■ **Try it**
Please copy each line of the data that includes the string "when".

#### Excerpted records

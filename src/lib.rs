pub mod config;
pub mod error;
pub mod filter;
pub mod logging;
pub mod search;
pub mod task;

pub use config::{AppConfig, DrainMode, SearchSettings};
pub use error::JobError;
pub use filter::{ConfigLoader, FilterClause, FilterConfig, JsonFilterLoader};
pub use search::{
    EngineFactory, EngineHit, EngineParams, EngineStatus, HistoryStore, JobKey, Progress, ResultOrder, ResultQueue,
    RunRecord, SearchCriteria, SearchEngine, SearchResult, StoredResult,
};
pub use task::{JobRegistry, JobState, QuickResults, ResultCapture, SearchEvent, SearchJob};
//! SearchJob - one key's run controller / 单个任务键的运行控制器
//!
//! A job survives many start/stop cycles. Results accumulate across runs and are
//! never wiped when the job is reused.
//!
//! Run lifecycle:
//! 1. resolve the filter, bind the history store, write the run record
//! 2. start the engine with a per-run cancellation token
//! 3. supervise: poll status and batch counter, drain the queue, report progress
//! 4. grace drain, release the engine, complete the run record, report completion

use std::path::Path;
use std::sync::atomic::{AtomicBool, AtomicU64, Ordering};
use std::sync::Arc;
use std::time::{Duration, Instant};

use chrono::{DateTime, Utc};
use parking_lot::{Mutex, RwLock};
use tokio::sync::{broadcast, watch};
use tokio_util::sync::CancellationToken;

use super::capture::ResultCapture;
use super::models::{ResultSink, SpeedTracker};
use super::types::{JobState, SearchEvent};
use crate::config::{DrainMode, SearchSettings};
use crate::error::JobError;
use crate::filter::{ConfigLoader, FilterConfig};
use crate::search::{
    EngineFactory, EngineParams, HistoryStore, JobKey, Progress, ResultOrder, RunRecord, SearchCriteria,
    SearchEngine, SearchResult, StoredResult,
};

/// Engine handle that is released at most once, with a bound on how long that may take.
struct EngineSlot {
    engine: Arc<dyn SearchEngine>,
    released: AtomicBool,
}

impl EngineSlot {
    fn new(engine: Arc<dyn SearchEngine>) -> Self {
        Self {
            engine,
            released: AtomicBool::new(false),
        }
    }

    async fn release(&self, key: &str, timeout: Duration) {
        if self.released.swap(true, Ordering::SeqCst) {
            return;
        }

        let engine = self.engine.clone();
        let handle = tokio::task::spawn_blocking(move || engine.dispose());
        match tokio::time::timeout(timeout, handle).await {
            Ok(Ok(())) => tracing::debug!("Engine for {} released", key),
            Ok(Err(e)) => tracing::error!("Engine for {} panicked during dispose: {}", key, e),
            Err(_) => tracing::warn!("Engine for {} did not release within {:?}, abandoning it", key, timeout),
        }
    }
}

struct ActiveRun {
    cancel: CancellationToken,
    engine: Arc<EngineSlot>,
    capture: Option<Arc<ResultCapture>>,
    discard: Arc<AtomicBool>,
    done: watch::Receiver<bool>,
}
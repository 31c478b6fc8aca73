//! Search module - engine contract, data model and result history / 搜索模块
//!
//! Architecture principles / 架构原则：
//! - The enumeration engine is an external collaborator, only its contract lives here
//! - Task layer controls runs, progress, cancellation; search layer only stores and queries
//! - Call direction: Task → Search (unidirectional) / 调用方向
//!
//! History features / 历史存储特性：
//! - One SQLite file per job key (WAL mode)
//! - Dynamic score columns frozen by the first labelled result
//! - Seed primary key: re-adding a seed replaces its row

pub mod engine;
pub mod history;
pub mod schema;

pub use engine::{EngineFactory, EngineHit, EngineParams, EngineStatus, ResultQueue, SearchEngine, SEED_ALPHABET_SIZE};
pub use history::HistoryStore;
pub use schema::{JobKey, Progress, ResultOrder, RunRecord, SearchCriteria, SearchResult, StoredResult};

########
#### Excerpted records

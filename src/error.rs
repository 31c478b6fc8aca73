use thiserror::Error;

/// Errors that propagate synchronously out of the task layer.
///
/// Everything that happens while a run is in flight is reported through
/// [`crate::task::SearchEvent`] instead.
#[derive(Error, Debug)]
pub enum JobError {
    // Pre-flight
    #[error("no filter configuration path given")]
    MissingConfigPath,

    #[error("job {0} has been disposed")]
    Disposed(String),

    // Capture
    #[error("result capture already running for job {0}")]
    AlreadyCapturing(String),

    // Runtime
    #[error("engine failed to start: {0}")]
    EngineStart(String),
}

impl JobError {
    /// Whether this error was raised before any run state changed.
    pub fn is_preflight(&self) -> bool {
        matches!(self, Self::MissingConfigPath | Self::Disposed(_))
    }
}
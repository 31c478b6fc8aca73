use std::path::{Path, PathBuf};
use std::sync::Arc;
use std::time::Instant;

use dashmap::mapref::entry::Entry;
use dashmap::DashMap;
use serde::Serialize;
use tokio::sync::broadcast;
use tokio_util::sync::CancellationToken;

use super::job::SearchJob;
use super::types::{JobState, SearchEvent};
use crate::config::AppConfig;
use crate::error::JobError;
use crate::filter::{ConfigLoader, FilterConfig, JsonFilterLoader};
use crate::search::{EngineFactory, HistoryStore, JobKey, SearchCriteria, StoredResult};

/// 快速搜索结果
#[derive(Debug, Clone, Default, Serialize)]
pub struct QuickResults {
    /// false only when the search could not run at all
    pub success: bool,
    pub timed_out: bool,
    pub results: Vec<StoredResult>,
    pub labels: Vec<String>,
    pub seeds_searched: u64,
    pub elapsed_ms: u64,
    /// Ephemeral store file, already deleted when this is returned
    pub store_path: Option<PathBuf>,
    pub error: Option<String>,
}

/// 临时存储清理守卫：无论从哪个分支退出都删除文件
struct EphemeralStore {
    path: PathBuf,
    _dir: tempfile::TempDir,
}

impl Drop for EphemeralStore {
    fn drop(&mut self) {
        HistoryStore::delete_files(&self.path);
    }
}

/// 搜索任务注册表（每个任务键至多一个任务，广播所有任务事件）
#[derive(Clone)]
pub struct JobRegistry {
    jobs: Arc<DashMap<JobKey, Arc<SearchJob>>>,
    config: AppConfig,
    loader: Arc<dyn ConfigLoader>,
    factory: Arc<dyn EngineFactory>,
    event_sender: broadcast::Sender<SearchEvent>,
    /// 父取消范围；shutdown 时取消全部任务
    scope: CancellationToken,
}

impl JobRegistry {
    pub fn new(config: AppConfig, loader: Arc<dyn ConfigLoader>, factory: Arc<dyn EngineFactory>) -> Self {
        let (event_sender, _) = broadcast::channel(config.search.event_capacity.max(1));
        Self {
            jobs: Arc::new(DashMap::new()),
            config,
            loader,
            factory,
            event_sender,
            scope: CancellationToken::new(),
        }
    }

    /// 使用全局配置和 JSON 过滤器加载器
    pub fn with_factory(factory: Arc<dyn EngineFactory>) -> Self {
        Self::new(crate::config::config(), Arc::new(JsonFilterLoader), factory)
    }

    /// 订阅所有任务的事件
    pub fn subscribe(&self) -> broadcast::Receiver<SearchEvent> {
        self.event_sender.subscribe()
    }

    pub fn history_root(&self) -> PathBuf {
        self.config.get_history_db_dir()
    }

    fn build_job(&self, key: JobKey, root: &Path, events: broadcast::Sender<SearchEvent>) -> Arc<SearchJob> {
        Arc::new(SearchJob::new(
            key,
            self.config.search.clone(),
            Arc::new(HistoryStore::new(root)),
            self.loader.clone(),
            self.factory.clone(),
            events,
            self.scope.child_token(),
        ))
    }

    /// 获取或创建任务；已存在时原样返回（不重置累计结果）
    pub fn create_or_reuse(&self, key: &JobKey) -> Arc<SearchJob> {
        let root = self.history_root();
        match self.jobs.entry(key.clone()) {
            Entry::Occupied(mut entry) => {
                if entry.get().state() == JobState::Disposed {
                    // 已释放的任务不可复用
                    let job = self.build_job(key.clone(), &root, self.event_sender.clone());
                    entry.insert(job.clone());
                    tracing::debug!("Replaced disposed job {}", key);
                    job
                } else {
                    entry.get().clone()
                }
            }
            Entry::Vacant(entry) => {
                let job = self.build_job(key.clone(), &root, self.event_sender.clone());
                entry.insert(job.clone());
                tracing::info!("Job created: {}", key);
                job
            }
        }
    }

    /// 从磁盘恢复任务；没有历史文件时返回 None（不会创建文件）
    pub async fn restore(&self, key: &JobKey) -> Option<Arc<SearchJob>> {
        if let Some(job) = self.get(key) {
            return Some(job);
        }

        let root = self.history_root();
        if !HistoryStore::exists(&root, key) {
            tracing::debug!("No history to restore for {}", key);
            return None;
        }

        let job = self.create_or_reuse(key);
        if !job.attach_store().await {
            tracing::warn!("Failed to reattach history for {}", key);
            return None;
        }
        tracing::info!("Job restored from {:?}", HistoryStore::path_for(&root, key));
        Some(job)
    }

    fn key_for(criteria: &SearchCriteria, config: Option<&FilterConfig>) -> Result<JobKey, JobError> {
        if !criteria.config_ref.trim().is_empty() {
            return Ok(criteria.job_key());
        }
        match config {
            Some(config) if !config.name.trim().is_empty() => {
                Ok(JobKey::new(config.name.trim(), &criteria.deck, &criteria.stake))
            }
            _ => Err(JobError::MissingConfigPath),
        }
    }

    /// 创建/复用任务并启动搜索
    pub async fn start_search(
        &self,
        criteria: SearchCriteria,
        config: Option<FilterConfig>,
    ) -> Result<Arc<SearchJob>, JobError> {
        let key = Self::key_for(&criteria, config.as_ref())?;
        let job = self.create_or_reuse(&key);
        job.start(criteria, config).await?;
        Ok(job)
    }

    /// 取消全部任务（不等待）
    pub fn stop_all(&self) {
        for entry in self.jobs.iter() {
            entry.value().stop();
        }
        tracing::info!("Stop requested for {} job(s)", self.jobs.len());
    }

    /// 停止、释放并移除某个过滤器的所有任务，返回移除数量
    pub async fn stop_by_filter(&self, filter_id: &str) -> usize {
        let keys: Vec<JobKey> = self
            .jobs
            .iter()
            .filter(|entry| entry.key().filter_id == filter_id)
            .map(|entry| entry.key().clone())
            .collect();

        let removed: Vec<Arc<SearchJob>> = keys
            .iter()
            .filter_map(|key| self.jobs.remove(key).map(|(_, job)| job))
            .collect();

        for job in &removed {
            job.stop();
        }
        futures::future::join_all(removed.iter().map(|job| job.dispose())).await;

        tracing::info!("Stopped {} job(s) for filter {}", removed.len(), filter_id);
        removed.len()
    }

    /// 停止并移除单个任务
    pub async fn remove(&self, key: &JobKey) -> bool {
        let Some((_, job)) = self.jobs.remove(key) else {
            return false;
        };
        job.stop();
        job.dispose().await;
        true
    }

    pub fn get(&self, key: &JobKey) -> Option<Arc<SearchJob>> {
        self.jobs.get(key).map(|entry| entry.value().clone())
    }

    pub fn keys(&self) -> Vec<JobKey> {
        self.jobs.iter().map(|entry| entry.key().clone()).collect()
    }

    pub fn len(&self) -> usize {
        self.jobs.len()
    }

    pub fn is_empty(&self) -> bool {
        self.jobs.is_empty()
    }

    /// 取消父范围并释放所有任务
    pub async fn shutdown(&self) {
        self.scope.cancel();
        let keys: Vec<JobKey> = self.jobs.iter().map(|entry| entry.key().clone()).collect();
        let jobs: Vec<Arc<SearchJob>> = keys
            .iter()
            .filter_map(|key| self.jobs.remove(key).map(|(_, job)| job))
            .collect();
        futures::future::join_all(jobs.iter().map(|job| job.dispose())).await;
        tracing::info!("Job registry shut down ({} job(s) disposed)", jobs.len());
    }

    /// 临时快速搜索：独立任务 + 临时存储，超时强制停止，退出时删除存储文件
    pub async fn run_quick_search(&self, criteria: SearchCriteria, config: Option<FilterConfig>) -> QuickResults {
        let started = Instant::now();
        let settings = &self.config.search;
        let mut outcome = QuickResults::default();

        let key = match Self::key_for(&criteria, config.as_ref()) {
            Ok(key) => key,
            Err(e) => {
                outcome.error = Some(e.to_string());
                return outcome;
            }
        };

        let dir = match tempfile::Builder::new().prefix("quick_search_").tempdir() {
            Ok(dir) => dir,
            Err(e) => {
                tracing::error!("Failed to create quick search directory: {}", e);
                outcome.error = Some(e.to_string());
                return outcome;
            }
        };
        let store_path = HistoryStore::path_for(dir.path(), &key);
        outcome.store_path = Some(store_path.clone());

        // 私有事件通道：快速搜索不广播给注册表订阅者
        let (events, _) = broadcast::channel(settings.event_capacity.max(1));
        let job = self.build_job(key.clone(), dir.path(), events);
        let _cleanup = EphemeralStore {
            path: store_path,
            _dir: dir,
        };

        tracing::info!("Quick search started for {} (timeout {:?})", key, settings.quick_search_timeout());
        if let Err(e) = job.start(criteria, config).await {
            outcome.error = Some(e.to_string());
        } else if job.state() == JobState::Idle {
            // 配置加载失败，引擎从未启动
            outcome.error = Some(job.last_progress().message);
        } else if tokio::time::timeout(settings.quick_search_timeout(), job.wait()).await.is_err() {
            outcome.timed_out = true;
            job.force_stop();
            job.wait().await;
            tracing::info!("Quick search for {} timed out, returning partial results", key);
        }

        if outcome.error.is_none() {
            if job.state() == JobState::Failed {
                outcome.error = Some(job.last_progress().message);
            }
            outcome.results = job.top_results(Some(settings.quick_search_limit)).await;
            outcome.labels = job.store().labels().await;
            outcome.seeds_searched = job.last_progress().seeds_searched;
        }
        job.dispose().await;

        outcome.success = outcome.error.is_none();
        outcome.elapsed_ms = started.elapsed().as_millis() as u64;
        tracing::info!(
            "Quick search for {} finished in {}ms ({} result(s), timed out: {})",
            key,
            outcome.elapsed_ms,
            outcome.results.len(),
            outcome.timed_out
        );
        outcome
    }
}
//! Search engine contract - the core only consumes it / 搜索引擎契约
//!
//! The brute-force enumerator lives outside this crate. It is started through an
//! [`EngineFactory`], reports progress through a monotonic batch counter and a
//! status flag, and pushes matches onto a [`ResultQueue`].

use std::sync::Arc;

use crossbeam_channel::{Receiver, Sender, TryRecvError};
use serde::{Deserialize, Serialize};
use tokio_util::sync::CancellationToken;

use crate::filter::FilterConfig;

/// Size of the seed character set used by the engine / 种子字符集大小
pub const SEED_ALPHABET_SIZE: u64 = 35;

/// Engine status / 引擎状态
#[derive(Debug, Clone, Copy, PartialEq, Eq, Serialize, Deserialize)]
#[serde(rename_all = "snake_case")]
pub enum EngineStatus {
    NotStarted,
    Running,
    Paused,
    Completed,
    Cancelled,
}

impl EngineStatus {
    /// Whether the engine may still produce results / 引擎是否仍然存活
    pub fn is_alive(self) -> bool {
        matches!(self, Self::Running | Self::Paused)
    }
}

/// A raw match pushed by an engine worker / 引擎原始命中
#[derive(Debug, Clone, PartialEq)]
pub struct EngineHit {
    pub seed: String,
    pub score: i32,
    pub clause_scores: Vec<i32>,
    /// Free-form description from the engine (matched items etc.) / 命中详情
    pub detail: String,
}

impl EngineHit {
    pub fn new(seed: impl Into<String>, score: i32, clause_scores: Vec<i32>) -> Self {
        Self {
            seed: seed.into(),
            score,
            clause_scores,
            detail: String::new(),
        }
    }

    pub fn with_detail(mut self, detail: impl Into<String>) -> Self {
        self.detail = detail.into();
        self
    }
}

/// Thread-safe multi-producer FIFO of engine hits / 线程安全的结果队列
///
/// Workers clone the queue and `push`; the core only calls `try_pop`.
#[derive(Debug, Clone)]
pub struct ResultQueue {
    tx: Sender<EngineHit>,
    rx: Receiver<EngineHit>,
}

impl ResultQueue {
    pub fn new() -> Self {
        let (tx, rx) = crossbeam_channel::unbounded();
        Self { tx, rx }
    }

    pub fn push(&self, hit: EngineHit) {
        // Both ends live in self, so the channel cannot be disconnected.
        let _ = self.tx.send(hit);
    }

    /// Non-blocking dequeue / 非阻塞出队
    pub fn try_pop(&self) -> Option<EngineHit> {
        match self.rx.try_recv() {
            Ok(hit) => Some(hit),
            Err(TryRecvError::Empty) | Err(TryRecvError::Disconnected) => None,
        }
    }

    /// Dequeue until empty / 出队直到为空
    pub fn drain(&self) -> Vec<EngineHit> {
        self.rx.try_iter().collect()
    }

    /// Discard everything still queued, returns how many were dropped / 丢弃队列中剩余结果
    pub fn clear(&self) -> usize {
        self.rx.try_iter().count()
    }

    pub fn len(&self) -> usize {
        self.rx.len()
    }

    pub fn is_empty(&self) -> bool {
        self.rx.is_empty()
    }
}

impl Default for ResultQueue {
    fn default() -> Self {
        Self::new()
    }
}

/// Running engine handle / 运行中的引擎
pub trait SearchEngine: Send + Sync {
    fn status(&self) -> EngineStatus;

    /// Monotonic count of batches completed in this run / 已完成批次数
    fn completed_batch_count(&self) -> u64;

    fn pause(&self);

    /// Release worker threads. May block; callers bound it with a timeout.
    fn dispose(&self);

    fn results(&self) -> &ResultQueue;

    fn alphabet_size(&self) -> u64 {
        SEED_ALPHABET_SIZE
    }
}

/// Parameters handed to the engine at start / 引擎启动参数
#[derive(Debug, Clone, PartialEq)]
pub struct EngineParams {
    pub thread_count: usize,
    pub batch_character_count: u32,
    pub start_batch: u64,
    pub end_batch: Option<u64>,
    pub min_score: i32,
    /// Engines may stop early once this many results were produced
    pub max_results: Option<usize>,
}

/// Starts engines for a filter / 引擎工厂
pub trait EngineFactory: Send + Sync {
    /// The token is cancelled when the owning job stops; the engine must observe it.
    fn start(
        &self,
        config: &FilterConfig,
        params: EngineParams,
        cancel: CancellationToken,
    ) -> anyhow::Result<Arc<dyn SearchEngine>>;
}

########
#### Excerpted records

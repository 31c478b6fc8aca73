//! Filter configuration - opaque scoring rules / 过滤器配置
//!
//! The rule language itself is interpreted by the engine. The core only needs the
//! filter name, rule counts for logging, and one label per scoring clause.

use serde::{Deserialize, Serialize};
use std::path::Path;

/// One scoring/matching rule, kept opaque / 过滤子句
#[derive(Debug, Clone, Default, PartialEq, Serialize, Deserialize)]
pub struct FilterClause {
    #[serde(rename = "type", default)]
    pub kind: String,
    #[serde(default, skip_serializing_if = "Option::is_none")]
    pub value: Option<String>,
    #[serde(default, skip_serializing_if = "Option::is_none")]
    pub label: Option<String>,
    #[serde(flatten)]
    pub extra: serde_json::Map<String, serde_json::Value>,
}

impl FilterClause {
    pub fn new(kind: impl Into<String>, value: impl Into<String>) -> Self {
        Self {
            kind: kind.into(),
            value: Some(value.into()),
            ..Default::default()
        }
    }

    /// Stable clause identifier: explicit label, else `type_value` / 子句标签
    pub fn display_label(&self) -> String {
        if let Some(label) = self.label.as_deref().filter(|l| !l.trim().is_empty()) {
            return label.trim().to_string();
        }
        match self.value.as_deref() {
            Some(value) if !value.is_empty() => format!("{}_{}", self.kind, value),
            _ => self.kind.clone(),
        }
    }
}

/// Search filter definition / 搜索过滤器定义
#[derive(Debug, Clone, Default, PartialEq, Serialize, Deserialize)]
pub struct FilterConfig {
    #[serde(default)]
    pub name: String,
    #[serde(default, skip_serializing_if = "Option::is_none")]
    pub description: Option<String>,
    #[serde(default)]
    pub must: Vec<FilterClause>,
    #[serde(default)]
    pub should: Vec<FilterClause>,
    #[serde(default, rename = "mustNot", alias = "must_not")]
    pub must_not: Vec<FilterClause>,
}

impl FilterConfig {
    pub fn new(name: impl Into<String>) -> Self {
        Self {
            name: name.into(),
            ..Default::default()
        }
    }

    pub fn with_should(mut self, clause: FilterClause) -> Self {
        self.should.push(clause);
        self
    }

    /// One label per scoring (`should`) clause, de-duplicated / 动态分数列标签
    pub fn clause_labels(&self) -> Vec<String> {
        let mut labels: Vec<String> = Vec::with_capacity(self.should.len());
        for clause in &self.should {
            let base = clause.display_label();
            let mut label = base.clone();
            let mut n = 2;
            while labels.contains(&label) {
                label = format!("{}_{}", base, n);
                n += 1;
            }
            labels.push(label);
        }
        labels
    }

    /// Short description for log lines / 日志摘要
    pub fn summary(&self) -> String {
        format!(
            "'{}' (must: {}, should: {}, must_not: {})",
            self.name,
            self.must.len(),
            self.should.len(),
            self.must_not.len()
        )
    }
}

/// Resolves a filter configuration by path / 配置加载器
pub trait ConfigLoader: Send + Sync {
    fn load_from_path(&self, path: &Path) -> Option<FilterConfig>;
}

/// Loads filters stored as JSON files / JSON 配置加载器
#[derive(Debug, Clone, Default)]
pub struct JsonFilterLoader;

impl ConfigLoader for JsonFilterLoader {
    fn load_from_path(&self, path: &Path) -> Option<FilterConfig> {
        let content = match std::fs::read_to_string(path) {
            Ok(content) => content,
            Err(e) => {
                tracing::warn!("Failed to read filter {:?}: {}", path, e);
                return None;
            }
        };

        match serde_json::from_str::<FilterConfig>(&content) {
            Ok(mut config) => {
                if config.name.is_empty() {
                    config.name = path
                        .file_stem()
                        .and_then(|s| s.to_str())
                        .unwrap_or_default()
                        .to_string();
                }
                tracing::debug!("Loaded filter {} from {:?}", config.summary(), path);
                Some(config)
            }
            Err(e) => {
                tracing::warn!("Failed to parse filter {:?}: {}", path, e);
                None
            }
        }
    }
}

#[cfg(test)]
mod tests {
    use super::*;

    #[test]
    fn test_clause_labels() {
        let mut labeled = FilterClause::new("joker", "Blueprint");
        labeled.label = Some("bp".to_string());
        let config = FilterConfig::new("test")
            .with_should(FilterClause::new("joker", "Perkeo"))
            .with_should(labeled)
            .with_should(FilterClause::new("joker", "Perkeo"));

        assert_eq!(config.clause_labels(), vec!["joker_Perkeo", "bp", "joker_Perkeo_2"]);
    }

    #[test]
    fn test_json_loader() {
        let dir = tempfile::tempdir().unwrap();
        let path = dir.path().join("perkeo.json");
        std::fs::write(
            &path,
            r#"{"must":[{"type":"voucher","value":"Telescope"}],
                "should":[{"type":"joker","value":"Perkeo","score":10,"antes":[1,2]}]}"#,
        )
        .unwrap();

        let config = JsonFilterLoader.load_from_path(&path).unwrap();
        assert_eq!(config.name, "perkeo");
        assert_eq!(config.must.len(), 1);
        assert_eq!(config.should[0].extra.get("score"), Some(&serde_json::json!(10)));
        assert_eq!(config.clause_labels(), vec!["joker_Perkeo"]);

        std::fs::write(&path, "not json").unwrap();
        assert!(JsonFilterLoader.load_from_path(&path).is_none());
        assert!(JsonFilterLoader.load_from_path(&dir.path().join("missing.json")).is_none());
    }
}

########

■ **Result for this task**
//! never wiped when the job is reused.
    /// false only when the search could not run at all
    /// Ephemeral store file, already deleted when this is returned
    /// The token is cancelled when the owning job stops; the engine must observe it.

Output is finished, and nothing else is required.